Any thoughts, wise vi-c people?


----------



## d.healey (Mar 29, 2018)

This is what I'm using, works great for me but depends on what you're doing - https://www.scan.co.uk/products/pal...-768-core-1290mhz-gpu-1392mhz-boost-passive-c


----------



## Tyll (Mar 29, 2018)

"Basic video editing" can be a very broad term. However, in the end you'll always get either power or silence. 1060s and do have a silent-mode though so they only turn on when needed. A fan control tool can help as well. So it really depends on what power you need. I have the previous model of the Palit 1050 linked above (a 750 TI) and its a great choice: No fans, no noise. However, if your case fans are rubbish and/or insufficient than a passive GPU is not a good choice because it'll just mean your case fans will have to do more work.


----------



## elpedro (Mar 29, 2018)

Tyll said:


> "Basic video editing" can be a very broad term. However, in the end you'll always get either power or silence. 1060s and do have a silent-mode though so they only turn on when needed. A fan control tool can help as well. So it really depends on what power you need. I have the previous model of the Palit 1050 linked above (a 750 TI) and its a great choice: No fans, no noise. However, if your case fans are rubbish and/or insufficient than a passive GPU is not a good choice because it'll just mean your case fans will have to do more work.


+1


----------



## Synetos (Mar 29, 2018)

These have been great for me. I have them in 4 computers right now. Not doing video editing, but they are 4GB 64bit cards, can do 4k, and silent. Obviously not as powerful as the 1050, but also much less $.

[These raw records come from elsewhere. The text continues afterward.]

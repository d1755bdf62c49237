//! Host-independent contracts and logic for the web console utility layer.
//!
//! This crate holds everything that does not need a browser: the settings cache and its
//! backing-store contract, message deduplication, log level resolution, URL parameter lookup,
//! cookie assembly and management API request routing. Browser adapters for these contracts live
//! in `webutil_web`.

#![warn(missing_docs, rustdoc::broken_intra_doc_links)]

pub mod api;
pub mod cookie;
pub mod location;
pub mod log_once;
pub mod logging;
pub mod storage;
pub mod time;

pub use api::{
    is_get_command, resolve_session_key, ApiClient, ApiError, ApiFuture, ApiMethod, ApiRequest,
    ApiTransport, LoginCredentials, OAuthCredentials, SessionKeySource, ACCESS_TOKEN_KEY,
    ADDITIONAL_GET_COMMANDS, SESSION_KEY_COOKIE,
};
pub use cookie::{
    cookie_assignment, create_cookie, erase_cookie, read_cookie, CookieJar, MemoryCookie,
    MemoryCookieJar,
};
pub use location::LocationView;
pub use log_once::{LogOnce, LogSeverity};
pub use logging::{
    install_subscriber, logging_param, resolve_log_level, LogLevel, LoggingError,
    DEFAULT_LOG_LEVEL,
};
pub use storage::backend::{
    BackendKind, InjectedFailure, MemorySettingsBackend, SettingsBackend, StorageError,
};
pub use storage::settings::{SettingsCache, STORAGE_DENIED_WARNING};
pub use time::unix_time_ms_now;
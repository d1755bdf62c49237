//! Wall-clock helper shared by host contracts and adapters.

#[cfg(not(target_arch = "wasm32"))]
use std::time::{SystemTime, UNIX_EPOCH};

/// Returns the current unix timestamp in milliseconds.
pub fn unix_time_ms_now() -> u64 {
    #[cfg(target_arch = "wasm32")]
    {
        js_sys::Date::now().max(0.0) as u64
    }

    #[cfg(not(target_arch = "wasm32"))]
    {
        SystemTime::now()
            .duration_since(UNIX_EPOCH)
            .unwrap_or_default()
            .as_millis() as u64
    }
}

ZOTAC GeForce GT 730 Zone Edition 4GB DDR3 PCI Express 2.0 x16 (x8 lanes) Graphics Card (ZT-71115-20L)


----------



## thereus (Mar 30, 2018)

Thank you


----------



## wayne_rowley (Mar 30, 2018)

The OP mentioned silent PC, but not DAW, so this may not be relevant for them...

But aren’t NVidia cards bad for DAWs? I see lots of reports about their drivers causing audio artefacts and latency issues. I always thought AMD were preferred for DAWs. Is that not the case?


----------



## d.healey (Mar 30, 2018)

wayne_rowley said:


> The OP mentioned silent PC, but not DAW, so this may not be relevant for them...
> 
> But aren’t NVidia cards bad for DAWs? I see lots of reports about their drivers causing audio artefacts and latency issues. I always thought AMD were preferred for DAWs. Is that not the case?


I've noticed no such issues but I think it would depend on the daw as much as the gpu


----------



## Guy Rowland (Mar 30, 2018)

wayne_rowley said:


> The OP mentioned silent PC, but not DAW, so this may not be relevant for them...
> 
> But aren’t NVidia cards bad for DAWs? I see lots of reports about their drivers causing audio artefacts and latency issues. I always thought AMD were preferred for DAWs. Is that not the case?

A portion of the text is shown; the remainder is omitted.